Background. Protein Z (PZ) is a vitamin-K dependent protein that serves as cofactor for PZ-dependent protease inhibitor, inactivating factor Xa. Therefore, deficiency of PZ could led to a prothrombotic phenotype. Contrasting data are available on the relationship between PZ and venous thromboembolism (VTE).

Patients and Methods. We carried out a case-control study on 443 patients with deep vein thrombosis of the lower limbs and/or pulmonary embolism who discontinued oral anticoagulant therapy and 394 controls, similar for age and sex. PZ was measured with an enzyme immuno-assay (Diagnostica Stago, France). A thrombophilia screening including DNA testing for factor V Leiden and G20210A prothrombin mutation and measurements of plasma antithrombin, protein C, protein S, and homocysteine (fasting and post-methionine load) was performed. Pregnancy, oral contraceptive use, liver or renal disease were exclusion criteria.

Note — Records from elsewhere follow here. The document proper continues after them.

//! # Signal source contract.
//!
//! A [`SignalSource`] is armed exactly once per run, **before** any unit is
//! started, so that a registration failure aborts the run with nothing to clean up.
//!
//! ```text
//! Supervisor::run()
//!   ├─► source.listen()?        (install listeners, may fail)
//!   ├─► spawn starters/waiters
//!   └─► fut.await               (first signal wins, later ones are ignored)
//! ```

use std::fmt;

use futures::future::BoxFuture;

use crate::error::RuntimeError;

/// A termination request.
#[derive(Debug, Clone, Copy, PartialEq, Eq, Hash)]
pub enum Signal {
    /// `SIGINT` (Ctrl-C in terminal).
    Interrupt,
    /// `SIGTERM` (default kill signal, used by systemd/Kubernetes).
    Terminate,
    /// `SIGQUIT`.
    Quit,
    /// `SIGHUP`.
    Hangup,
}

impl Signal {
    /// Conventional OS name of the signal.
    pub fn as_str(&self) -> &'static str {
        match self {
            Signal::Interrupt => "SIGINT",
            Signal::Terminate => "SIGTERM",
            Signal::Quit => "SIGQUIT",
            Signal::Hangup => "SIGHUP",
        }
    }

    #[cfg(unix)]
    pub(crate) fn kind(&self) -> tokio::signal::unix::SignalKind {
        use tokio::signal::unix::SignalKind;

        match self {
            Signal::Interrupt => SignalKind::interrupt(),
            Signal::Terminate => SignalKind::terminate(),
            Signal::Quit => SignalKind::quit(),
            Signal::Hangup => SignalKind::hangup(),
        }
    }
}

impl fmt::Display for Signal {
    fn fmt(&self, f: &mut fmt::Formatter<'_>) -> fmt::Result {
        f.write_str(self.as_str())
    }
}

/// Produces the single termination notification for a run.
///
/// ### Rules
/// - `listen` is called once per run; the returned future is awaited once.
/// - The future resolves with the **first** signal observed. If nothing is
///   ever observed it never resolves, and neither does the run.
/// - Errors from `listen` are returned from [`Supervisor::run`](crate::Supervisor::run)
///   before any unit is started.
///
/// # Example
/// ```
/// use futures::future::BoxFuture;
/// use unitvisor::{RuntimeError, Signal, SignalSource};
///
/// /// Fires immediately; handy for one-shot jobs.
/// struct Immediate;
///
/// impl SignalSource for Immediate {
///     fn listen(&self) -> Result<BoxFuture<'static, Signal>, RuntimeError> {
///         Ok(Box::pin(async { Signal::Terminate }))
///     }
/// }
/// ```
pub trait SignalSource: Send + Sync + 'static {
    /// Installs listeners and returns a future resolving on the first signal.
    fn listen(&self) -> Result<BoxFuture<'static, Signal>, RuntimeError>;
}
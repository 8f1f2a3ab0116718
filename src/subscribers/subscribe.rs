//! # Event subscriber trait.
//!
//! Provides [`Subscribe`] an extension point for plugging custom event handlers into the runtime.
//! It is the narrow "log a structured event" capability the supervisor reports through.
//!
//! Each subscriber gets:
//! - **Dedicated worker task** (runs independently)
//! - **Per-subscriber bounded queue** (capacity via [`Subscribe::queue_capacity`])
//! - **Panic isolation** (panics are caught and reported as `EventKind::SubscriberPanicked`)
//!
//! ## Rules
//! - A slow subscriber only affects its own queue.
//! - Queue overflow drops the event **for this subscriber only** and publishes
//!   `EventKind::SubscriberOverflow`; other subscribers are unaffected.
//! - Events are processed sequentially (FIFO) per subscriber.
//! - Every event of a run is handed to the subscriber before `Supervisor::run` returns.
//!
//! ## Example
//! ```rust
//! use async_trait::async_trait;
//! use unitvisor::{Event, EventKind, Subscribe};
//!
//! struct Alerts;
//!
//! #[async_trait]
//! impl Subscribe for Alerts {
//!     async fn on_event(&self, ev: &Event) {
//!         if ev.is_unit_fault() {
//!             // page someone
//!         }
//!     }
//!
//!     fn name(&self) -> &'static str { "alerts" }
//!     fn queue_capacity(&self) -> usize { 64 }
//! }
//! ```

use async_trait::async_trait;

use crate::events::Event;

/// Event subscriber for runtime observability.
///
/// ### Implementation requirements
/// - Use async I/O; avoid blocking the executor.
/// - Handle errors internally; do not panic.
#[async_trait]
pub trait Subscribe: Send + Sync + 'static {
    /// Processes a single event.
    ///
    /// Called from a dedicated worker task, not in the publisher context.
    async fn on_event(&self, event: &Event);

    /// Returns the subscriber name used in overflow/panic events.
    ///
    /// The default uses `type_name::<Self>()`, which can be verbose - override it when possible.
    fn name(&self) -> &'static str {
        std::any::type_name::<Self>()
    }

    /// Returns the preferred queue capacity for this subscriber.
    ///
    /// The runtime clamps capacity to a minimum of 1.
    ///
    /// Default: 1024.
    fn queue_capacity(&self) -> usize {
        1024
    }
}
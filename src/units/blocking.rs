//! # Blocking unit adapter.
//!
//! Some servers own their thread: `serve()` blocks until told to stop, and `stop()`
//! blocks until the server has drained. [`BlockingUnit`] runs both on tokio's
//! blocking pool so they never stall the async workers.
//!
//! Panics raised on the blocking thread are re-raised in the calling task, so the
//! supervisor's fault boundary reports them like any other unit panic.
//!
//! **Note**: a `serve()` that never returns keeps its blocking thread alive, and
//! dropping the tokio runtime waits for it. Prefer `Runtime::shutdown_timeout` in
//! binaries that host non-cooperative blocking units.

use std::sync::Arc;

use async_trait::async_trait;
use tokio::task::JoinError;
use tracing::warn;

use crate::error::UnitError;
use crate::units::unit::{ShutdownContext, Unit};

/// Thread-blocking server lifecycle.
pub trait BlockingServe: Send + Sync + 'static {
    /// Stable name used in events.
    fn name(&self) -> &str;

    /// Blocks for the server's lifetime.
    fn serve(&self);

    /// Blocks until stopped or `deadline` passes.
    fn stop(&self, deadline: std::time::Instant) -> Result<(), UnitError>;
}

/// Adapts a [`BlockingServe`] to the async [`Unit`] contract.
#[derive(Debug)]
pub struct BlockingUnit<S> {
    inner: Arc<S>,
}

impl<S: BlockingServe> BlockingUnit<S> {
    /// Wraps `server`.
    pub fn new(server: S) -> Self {
        Self {
            inner: Arc::new(server),
        }
    }

    /// Wraps `server` and returns a shared handle.
    pub fn arc(server: S) -> Arc<Self> {
        Arc::new(Self::new(server))
    }
}

/// Re-raises a blocking-pool panic in the current task; any other join error
/// (the runtime cancelled the blocking task) becomes [`UnitError::Failed`].
fn resume(err: JoinError) -> UnitError {
    if err.is_panic() {
        std::panic::resume_unwind(err.into_panic());
    }
    UnitError::failed(err.to_string())
}

#[async_trait]
impl<S: BlockingServe> Unit for BlockingUnit<S> {
    fn name(&self) -> &str {
        self.inner.name()
    }

    async fn start(&self) {
        let inner = Arc::clone(&self.inner);
        if let Err(e) = tokio::task::spawn_blocking(move || inner.serve()).await {
            let err = resume(e);
            warn!(
                target: "unitvisor",
                unit = self.inner.name(),
                error = %err,
                "blocking serve did not run to completion"
            );
        }
    }

    async fn shutdown(&self, ctx: ShutdownContext) -> Result<(), UnitError> {
        let inner = Arc::clone(&self.inner);
        let deadline = ctx.deadline().into_std();
        tokio::task::spawn_blocking(move || inner.stop(deadline))
            .await
            .unwrap_or_else(|e| Err(resume(e)))
    }
}

#[cfg(test)]
mod tests {
    use std::sync::atomic::{AtomicBool, Ordering};
    use std::time::Duration;

    use super::*;
    use crate::core::fault::isolate;

    struct Spinner {
        stop: AtomicBool,
    }

    impl BlockingServe for Spinner {
        fn name(&self) -> &str {
            "spinner"
        }

        fn serve(&self) {
            while !self.stop.load(Ordering::SeqCst) {
                std::thread::sleep(Duration::from_millis(5));
            }
        }

        fn stop(&self, _deadline: std::time::Instant) -> Result<(), UnitError> {
            self.stop.store(true, Ordering::SeqCst);
            Ok(())
        }
    }

    struct Exploding;

    impl BlockingServe for Exploding {
        fn name(&self) -> &str {
            "exploding"
        }

        fn serve(&self) {
            panic!("bind failed");
        }

        fn stop(&self, _deadline: std::time::Instant) -> Result<(), UnitError> {
            Ok(())
        }
    }

    #[tokio::test(flavor = "multi_thread")]
    async fn test_stop_ends_serve() {
        let unit = BlockingUnit::arc(Spinner {
            stop: AtomicBool::new(false),
        });
        assert_eq!(unit.name(), "spinner");

        let u = Arc::clone(&unit);
        let serving = tokio::spawn(async move { u.start().await });

        unit.shutdown(ShutdownContext::new(Duration::from_secs(1)))
            .await
            .unwrap();
        tokio::time::timeout(Duration::from_secs(1), serving)
            .await
            .expect("serve returned")
            .unwrap();
    }

    #[tokio::test]
    async fn test_cancelled_blocking_task_becomes_failure() {
        let handle = tokio::spawn(futures::future::pending::<()>());
        handle.abort();
        let join_err = handle.await.unwrap_err();
        assert!(join_err.is_cancelled());

        let err = resume(join_err);
        assert_eq!(err.as_label(), "unit_failed");
        assert!(err.to_string().contains("cancelled"));
    }

    #[tokio::test(flavor = "multi_thread")]
    async fn test_serve_panic_reaches_fault_boundary() {
        let unit = BlockingUnit::new(Exploding);
        let res = isolate(unit.start()).await;
        assert_eq!(res, Err("bind failed".to_string()));
    }
}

Results. 443 patients and 394 healthy controls who underwent thrombophilia screening were investigated. Median PZ levels (range) were 1.95 μg/mL (0.22–6.26 μg/mL) in patients and 1.79 μg/mL (0.25–7.82 μg/mL) in controls (p=0.07). The odds ratios (adjusted for age, sex and the presence of thrombophilia) for VTE in patients with PZ levels in the lowest quartile was 0.8 (95% CI 0.5–1.1), and remained statistically non significant considering PZ levels below the 10^th percentile. However, low PZ levels (lowest quartile) increased the risk of VTE associated with factor V Leiden (odds ratio 14.6, 95% CI 1.9–113), prothrombin G20210A (odds ratio 3.2, 95% CI 1.0–10.3), and hyperhomocysteinemia (odds ratio 4.7, 95% CI 1.7–17.0). These interactions remained, apart for prothrombin G20210A, when PZ levels below the 10^th percentile were considered.

Conclusion. Low PZ levels are not an independent risk factor for VTE, but may enhance the relative risk due to already established risk factors, particularly factor V Leiden.